“Does The Constitution Protect Your Right To Vote? It May Depend On Your Address.”

Ian Millhiser:

This election, however, there will not be a conservative majority on the Supreme Court. Indeed, unless President Obama finds a way to break through Senate Republican’s planned blockade of his Supreme Court nominee, it’s unlikely that the Court will have any majority at all in many politically charged cases.

As election law expert Rick Hasen notes, there is already one early sign that Scalia’s death has moved the Court’s center of gravity in voting rights cases. After a lower federal court held that two of North Carolina’s congressional districts are unconstitutional racial gerrymanders, many experts (including Hasen) expected the Supreme Court to stay this decision.
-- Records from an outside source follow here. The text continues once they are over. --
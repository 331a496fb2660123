//! Player progression: experience, gold and stashed reward items.

use std::collections::BTreeMap;

use serde::{Deserialize, Serialize};

/// The player's accumulated rewards.
///
/// Values only ever grow, and only through quest rewards. `inventory` holds
/// reward items granted while no inventory ledger is attached.
#[derive(Debug, Clone, Default, PartialEq, Eq, Serialize, Deserialize)]
pub struct Progression {
    #[serde(default)]
    pub xp: u32,
    #[serde(default)]
    pub gold: u32,
    #[serde(default, skip_serializing_if = "BTreeMap::is_empty")]
    pub inventory: BTreeMap<String, u32>,
}

impl Progression {
    pub fn add_xp(&mut self, amount: u32) {
        self.xp = self.xp.saturating_add(amount);
    }

    pub fn add_gold(&mut self, amount: u32) {
        self.gold = self.gold.saturating_add(amount);
    }

    /// Stash a reward item on the player record. Returns the new count.
    pub fn stash_item(&mut self, id: &str, quantity: u32) -> u32 {
        let count = self.inventory.entry(id.to_string()).or_insert(0);
        *count = count.saturating_add(quantity);
        *count
    }
}

#[cfg(test)]
mod tests {
    use super::*;

    #[test]
    fn additions_saturate() {
        let mut p = Progression::default();
        p.add_xp(10);
        p.add_gold(u32::MAX);
        p.add_gold(5);
        assert_eq!(p.xp, 10);
        assert_eq!(p.gold, u32::MAX);
    }

    #[test]
    fn stash_accumulates() {
        let mut p = Progression::default();
        assert_eq!(p.stash_item("potion", 1), 1);
        assert_eq!(p.stash_item("potion", 2), 3);
    }

    #[test]
    fn document_shape() {
        let p: Progression = serde_json::from_str(r#"{"xp":5}"#).unwrap();
        assert_eq!(p.gold, 0);
        assert_eq!(serde_json::to_string(&p).unwrap(), r#"{"xp":5,"gold":0}"#);
    }
}
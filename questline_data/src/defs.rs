use serde::{Deserialize, Serialize};
use std::fmt;

/// Stable identifier used for quests, items and enemy types.
pub type Id = String;

/// Line shown when an NPC has no usable dialogue.
pub const PLACEHOLDER_LINE: &str = "...";

/// The objective a quest tracks.
#[derive(Debug, Clone, Copy, PartialEq, Eq, Hash, Serialize, Deserialize)]
#[serde(rename_all = "lowercase")]
pub enum QuestKind {
    Collect,
    Kill,
}

impl QuestKind {
    pub fn as_str(&self) -> &'static str {
        match self {
            QuestKind::Collect => "collect",
            QuestKind::Kill => "kill",
        }
    }

    /// Parse a quest type key as found in map metadata.
    pub fn from_key(key: &str) -> Option<Self> {
        match key.trim().to_lowercase().as_str() {
            "collect" | "collect_item" => Some(QuestKind::Collect),
            "kill" | "kill_monster" => Some(QuestKind::Kill),
            _ => None,
        }
    }
}

impl fmt::Display for QuestKind {
    fn fmt(&self, f: &mut fmt::Formatter<'_>) -> fmt::Result {
        f.write_str(self.as_str())
    }
}

/// Immutable quest template, usually attached to an NPC.
#[derive(Debug, Clone, PartialEq, Eq, Serialize, Deserialize)]
#[serde(rename_all = "camelCase")]
pub struct QuestDef {
    pub id: Id,
    #[serde(rename = "type")]
    pub kind: QuestKind,
    /// Item id for collect quests, enemy id for kill quests.
    pub target: Id,
    #[serde(default = "default_count")]
    pub count: u32,
    #[serde(default)]
    pub title: String,
    #[serde(default)]
    pub description: String,
    #[serde(default)]
    pub reward: RewardDef,
    /// Collect quests flagged here must be handed in explicitly.
    #[serde(default, skip_serializing_if = "is_false")]
    pub turn_in: bool,
}

impl QuestDef {
    /// Create a quest with a required count of one and no reward.
    pub fn new(id: impl Into<Id>, kind: QuestKind, target: impl Into<Id>) -> Self {
        Self {
            id: id.into(),
            kind,
            target: target.into(),
            count: 1,
            title: String::new(),
            description: String::new(),
            reward: RewardDef::default(),
            turn_in: false,
        }
    }

    #[must_use]
    pub fn with_count(mut self, count: u32) -> Self {
        self.count = count;
        self
    }

    #[must_use]
    pub fn with_title(mut self, title: impl Into<String>) -> Self {
        self.title = title.into();
        self
    }

    #[must_use]
    pub fn with_description(mut self, description: impl Into<String>) -> Self {
        self.description = description.into();
        self
    }

    #[must_use]
    pub fn with_reward(mut self, reward: RewardDef) -> Self {
        self.reward = reward;
        self
    }

    #[must_use]
    pub fn with_turn_in(mut self, turn_in: bool) -> Self {
        self.turn_in = turn_in;
        self
    }

    /// Number of matching events needed to finish. Never zero.
    pub fn required(&self) -> u32 {
        self.count.max(1)
    }

    /// Title for display, falling back to the description and then the id.
    pub fn display_title(&self) -> &str {
        if !self.title.trim().is_empty() {
            &self.title
        } else if !self.description.trim().is_empty() {
            &self.description
        } else {
            &self.id
        }
    }

    /// Short objective text, e.g. `Collect 3 × herb`.
    pub fn describe_objective(&self) -> String {
        let verb = match self.kind {
            QuestKind::Collect => "Collect",
            QuestKind::Kill => "Defeat",
        };
        format!("{verb} {} × {}", self.required(), self.target)
    }

    /// True when a world event of `kind` on `target` advances this quest.
    pub fn matches(&self, kind: QuestKind, target: &str) -> bool {
        self.kind == kind && self.target == target
    }
}

fn default_count() -> u32 {
    1
}

#[allow(clippy::trivially_copy_pass_by_ref)]
fn is_false(value: &bool) -> bool {
    !*value
}

/// Reward granted when a quest completes.
#[derive(Debug, Clone, Default, PartialEq, Eq, Serialize, Deserialize)]
pub struct RewardDef {
    #[serde(default)]
    pub xp: u32,
    #[serde(default)]
    pub gold: u32,
    #[serde(default)]
    pub items: Vec<ItemRewardDef>,
}

impl RewardDef {
    pub fn is_empty(&self) -> bool {
        self.xp == 0 && self.gold == 0 && self.items.is_empty()
    }
}

/// Item reward entry.
#[derive(Debug, Clone, PartialEq, Eq, Serialize, Deserialize)]
pub struct ItemRewardDef {
    pub id: Id,
    #[serde(default = "default_count")]
    pub quantity: u32,
}

impl ItemRewardDef {
    pub fn new(id: impl Into<Id>, quantity: u32) -> Self {
        Self { id: id.into(), quantity }
    }
}

/// Patrol waypoint in world pixels.
#[derive(Debug, Clone, Copy, PartialEq, Serialize, Deserialize)]
pub struct Waypoint {
    pub x: f32,
    pub y: f32,
}

/// An NPC as the interaction core sees it.
#[derive(Debug, Clone, PartialEq, Serialize, Deserialize)]
pub struct NpcDef {
    pub name: String,
    pub dialogue: Vec<String>,
    #[serde(default)]
    pub quest: Option<QuestDef>,
    #[serde(default)]
    pub path: Vec<Waypoint>,
}

impl NpcDef {
    /// Build an NPC from its lines. An empty script becomes the placeholder line.
    pub fn new(name: impl Into<String>, dialogue: Vec<String>) -> Self {
        let dialogue = if dialogue.is_empty() {
            vec![PLACEHOLDER_LINE.to_string()]
        } else {
            dialogue
        };
        Self {
            name: name.into(),
            dialogue,
            quest: None,
            path: Vec::new(),
        }
    }

    #[must_use]
    pub fn with_quest(mut self, quest: QuestDef) -> Self {
        self.quest = Some(quest);
        self
    }
}

/// A single named property on a map object.
#[derive(Debug, Clone, PartialEq, Eq, Serialize, Deserialize)]
pub struct ObjectProperty {
    pub name: String,
    pub value: String,
}

/// An object from the tile map's object layer.
#[derive(Debug, Clone, Default, PartialEq, Serialize, Deserialize)]
pub struct MapObject {
    #[serde(default)]
    pub id: u32,
    #[serde(default)]
    pub name: String,
    #[serde(default)]
    pub x: f32,
    #[serde(default)]
    pub y: f32,
    #[serde(default)]
    pub properties: Vec<ObjectProperty>,
}

impl MapObject {
    /// Look up a property value by name. Empty values count as absent.
    pub fn property(&self, name: &str) -> Option<&str> {
        self.properties
            .iter()
            .find(|p| p.name == name)
            .map(|p| p.value.as_str())
            .filter(|v| !v.trim().is_empty())
    }
}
It didn’t.

Because the Court denied such a stay without explanation, it is impossible to know what the vote was among the justices or why the stay was not granted. Nevertheless, as Hasen explains, the Court’s decision in this North Carolina case may be a sign that the justices will no longer keep such a tight leash on lower court judges who decide voting rights cases close to elections.

As the election approaches, there will no doubt be several rounds of last minute voting rights litigation, just as there was in the 2014 cycle. Should the Court split 4-4 in any of these voting rights cases, the ordinary rule is that the lower court’s decision continues to control the case. That means that the scope of an individual’s voting rights may turn on whether the federal appeals court that oversees their state has a liberal or conservative majority.